Only one stretch of the listing below is wanted. Begin at the line that has "line front end", stop after the line that has "if let Some(ext)", and repeat every line in between exactly.

> _Working data_
--------

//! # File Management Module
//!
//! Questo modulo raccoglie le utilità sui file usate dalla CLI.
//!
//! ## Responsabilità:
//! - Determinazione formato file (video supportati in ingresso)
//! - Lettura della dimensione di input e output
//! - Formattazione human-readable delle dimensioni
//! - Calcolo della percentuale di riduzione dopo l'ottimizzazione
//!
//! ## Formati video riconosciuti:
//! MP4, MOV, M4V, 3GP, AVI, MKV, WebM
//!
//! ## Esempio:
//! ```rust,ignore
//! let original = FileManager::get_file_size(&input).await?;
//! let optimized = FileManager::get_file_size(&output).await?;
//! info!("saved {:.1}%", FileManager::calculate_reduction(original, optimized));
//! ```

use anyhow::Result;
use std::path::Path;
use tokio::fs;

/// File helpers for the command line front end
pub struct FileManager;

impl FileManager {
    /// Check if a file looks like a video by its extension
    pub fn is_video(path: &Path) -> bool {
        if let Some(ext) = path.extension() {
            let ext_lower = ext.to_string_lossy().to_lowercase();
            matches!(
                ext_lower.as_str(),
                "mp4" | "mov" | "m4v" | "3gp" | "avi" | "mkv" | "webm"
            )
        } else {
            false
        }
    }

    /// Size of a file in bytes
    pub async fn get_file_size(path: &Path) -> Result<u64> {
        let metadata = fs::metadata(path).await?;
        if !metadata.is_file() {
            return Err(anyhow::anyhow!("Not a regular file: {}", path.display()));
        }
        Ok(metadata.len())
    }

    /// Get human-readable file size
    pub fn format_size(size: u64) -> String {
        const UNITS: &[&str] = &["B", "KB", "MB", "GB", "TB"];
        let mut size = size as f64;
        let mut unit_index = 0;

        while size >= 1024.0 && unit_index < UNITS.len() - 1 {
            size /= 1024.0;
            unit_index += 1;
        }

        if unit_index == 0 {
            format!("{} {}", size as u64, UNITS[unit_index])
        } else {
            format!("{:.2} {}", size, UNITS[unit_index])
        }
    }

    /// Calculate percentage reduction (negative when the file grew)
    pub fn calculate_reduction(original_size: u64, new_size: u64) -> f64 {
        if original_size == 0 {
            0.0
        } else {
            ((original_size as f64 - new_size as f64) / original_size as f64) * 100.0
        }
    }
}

--------

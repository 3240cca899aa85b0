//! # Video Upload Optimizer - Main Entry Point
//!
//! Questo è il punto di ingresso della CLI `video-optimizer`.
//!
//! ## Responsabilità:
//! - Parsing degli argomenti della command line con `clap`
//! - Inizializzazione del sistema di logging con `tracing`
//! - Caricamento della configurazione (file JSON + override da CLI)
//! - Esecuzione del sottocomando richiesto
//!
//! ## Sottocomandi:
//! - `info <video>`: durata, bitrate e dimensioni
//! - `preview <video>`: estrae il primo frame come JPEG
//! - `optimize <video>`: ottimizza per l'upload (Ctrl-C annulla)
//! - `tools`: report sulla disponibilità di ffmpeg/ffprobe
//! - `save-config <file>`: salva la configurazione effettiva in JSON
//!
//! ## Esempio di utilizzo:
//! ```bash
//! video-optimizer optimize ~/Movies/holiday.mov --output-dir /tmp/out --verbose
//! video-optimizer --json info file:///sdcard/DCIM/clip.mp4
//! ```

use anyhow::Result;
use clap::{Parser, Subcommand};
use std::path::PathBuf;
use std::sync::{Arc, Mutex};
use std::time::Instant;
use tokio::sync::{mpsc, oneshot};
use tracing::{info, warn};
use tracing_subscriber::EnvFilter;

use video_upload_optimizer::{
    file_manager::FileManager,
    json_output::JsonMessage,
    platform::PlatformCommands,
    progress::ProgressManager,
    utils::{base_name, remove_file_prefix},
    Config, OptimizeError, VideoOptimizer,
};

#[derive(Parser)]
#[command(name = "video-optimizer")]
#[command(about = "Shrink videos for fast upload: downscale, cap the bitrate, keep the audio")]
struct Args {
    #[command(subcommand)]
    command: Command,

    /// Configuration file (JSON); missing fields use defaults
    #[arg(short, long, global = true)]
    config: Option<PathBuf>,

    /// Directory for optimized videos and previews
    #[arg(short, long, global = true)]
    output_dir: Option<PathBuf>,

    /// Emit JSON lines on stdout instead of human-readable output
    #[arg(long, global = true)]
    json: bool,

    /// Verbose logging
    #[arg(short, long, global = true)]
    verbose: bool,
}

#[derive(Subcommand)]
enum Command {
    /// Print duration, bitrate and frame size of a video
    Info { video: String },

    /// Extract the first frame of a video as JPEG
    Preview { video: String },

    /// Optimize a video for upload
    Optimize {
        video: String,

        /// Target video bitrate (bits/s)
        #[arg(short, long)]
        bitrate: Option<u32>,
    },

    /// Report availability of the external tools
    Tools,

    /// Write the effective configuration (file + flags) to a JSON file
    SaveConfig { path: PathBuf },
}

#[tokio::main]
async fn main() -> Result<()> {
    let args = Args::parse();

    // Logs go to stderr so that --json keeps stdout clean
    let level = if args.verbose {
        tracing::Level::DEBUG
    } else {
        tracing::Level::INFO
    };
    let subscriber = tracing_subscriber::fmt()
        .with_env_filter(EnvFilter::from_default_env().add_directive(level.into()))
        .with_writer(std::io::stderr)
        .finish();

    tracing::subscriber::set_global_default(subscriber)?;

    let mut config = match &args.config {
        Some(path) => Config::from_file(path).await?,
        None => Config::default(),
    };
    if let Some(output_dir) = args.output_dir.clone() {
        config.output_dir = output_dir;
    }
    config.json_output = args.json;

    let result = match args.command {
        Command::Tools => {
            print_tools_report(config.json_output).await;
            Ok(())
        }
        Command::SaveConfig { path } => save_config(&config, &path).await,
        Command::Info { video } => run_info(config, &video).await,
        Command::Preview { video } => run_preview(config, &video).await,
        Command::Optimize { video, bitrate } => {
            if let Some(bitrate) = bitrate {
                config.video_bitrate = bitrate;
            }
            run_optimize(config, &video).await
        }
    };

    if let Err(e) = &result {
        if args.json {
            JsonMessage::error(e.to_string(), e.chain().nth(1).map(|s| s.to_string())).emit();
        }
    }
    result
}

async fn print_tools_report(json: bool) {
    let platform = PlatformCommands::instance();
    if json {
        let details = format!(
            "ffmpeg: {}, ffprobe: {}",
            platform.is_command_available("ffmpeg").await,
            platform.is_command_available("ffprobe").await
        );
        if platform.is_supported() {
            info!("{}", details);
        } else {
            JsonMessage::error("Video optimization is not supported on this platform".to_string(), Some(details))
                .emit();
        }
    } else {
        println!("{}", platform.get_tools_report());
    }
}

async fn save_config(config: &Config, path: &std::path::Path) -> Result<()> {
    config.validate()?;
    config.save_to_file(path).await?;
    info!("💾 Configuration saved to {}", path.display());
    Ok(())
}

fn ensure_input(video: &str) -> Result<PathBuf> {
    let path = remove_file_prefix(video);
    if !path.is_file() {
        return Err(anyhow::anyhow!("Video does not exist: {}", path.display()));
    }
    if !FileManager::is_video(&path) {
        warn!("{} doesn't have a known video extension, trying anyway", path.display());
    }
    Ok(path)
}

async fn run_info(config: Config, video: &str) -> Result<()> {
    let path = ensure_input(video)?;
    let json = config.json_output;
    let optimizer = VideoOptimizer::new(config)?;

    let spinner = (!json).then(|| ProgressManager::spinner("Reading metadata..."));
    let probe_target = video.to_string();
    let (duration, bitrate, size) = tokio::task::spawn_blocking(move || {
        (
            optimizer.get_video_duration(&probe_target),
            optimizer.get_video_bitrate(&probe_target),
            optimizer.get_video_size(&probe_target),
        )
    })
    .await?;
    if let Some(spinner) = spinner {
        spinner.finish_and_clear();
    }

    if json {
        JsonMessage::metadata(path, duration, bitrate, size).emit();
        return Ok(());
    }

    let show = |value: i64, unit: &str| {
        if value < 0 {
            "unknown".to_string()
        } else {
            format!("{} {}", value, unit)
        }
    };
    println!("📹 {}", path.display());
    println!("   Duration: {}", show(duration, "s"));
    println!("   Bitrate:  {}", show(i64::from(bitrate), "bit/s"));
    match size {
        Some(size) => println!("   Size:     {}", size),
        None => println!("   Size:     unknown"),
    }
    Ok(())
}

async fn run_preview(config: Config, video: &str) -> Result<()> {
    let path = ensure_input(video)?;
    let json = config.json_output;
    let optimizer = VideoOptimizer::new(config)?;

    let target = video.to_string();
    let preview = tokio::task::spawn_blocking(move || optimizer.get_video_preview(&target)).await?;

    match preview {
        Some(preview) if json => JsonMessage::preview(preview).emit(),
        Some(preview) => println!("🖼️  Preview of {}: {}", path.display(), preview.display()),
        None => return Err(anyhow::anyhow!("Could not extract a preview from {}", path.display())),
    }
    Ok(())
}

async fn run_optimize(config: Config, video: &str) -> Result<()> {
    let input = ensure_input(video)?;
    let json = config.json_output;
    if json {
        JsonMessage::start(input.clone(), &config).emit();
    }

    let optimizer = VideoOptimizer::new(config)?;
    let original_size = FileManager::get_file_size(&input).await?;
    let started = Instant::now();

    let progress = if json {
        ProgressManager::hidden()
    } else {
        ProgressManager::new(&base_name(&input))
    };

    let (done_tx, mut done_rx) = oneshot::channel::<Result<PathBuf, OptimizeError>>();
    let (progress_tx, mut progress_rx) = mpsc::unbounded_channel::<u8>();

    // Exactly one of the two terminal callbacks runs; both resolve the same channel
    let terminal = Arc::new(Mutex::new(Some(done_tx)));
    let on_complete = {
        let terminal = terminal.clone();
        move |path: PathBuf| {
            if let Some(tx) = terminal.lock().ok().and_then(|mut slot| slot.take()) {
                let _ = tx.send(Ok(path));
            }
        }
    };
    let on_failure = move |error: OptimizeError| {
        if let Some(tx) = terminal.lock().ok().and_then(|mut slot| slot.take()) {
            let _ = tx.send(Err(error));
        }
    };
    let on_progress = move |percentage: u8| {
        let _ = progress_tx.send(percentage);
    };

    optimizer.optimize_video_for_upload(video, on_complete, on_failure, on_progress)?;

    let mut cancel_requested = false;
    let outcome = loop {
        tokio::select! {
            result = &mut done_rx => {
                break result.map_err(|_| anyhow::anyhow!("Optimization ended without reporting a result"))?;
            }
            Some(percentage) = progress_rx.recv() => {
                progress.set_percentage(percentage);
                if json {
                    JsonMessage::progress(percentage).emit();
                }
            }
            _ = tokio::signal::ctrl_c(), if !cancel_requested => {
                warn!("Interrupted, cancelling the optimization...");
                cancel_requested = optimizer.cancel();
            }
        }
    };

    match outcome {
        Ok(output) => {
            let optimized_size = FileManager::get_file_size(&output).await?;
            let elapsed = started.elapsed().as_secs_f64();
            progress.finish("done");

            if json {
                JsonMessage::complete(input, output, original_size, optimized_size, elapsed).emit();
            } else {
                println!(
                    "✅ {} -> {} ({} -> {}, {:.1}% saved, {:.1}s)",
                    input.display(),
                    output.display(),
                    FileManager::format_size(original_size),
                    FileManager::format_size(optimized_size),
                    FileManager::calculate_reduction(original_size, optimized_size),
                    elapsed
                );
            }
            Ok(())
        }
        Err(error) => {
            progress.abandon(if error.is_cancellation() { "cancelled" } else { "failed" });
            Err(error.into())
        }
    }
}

--------

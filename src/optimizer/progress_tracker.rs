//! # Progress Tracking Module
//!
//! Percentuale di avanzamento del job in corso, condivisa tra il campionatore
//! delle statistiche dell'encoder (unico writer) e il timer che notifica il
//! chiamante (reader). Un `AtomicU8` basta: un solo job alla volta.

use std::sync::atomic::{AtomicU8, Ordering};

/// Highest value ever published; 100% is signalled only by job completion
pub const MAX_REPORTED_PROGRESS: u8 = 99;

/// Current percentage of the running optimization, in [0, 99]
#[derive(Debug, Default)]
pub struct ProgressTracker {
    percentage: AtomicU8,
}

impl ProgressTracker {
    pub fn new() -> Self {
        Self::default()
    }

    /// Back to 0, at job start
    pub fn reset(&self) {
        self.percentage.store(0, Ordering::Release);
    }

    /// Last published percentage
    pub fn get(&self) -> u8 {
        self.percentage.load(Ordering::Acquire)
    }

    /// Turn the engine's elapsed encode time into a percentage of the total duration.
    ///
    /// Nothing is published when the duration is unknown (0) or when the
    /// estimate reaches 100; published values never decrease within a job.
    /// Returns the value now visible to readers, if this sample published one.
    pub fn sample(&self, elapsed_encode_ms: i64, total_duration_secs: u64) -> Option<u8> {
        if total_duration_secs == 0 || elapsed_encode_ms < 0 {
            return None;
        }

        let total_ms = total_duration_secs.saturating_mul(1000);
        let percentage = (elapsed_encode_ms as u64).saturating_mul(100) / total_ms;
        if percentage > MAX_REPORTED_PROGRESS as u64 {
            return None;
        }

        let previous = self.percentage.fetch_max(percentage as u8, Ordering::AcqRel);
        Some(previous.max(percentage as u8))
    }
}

--------

> _Completed exercise_
/// File helpers for the command line front end
pub struct FileManager;

impl FileManager {
    /// Check if a file looks like a video by its extension
    pub fn is_video(path: &Path) -> bool {
        if let Some(ext) = path.extension() {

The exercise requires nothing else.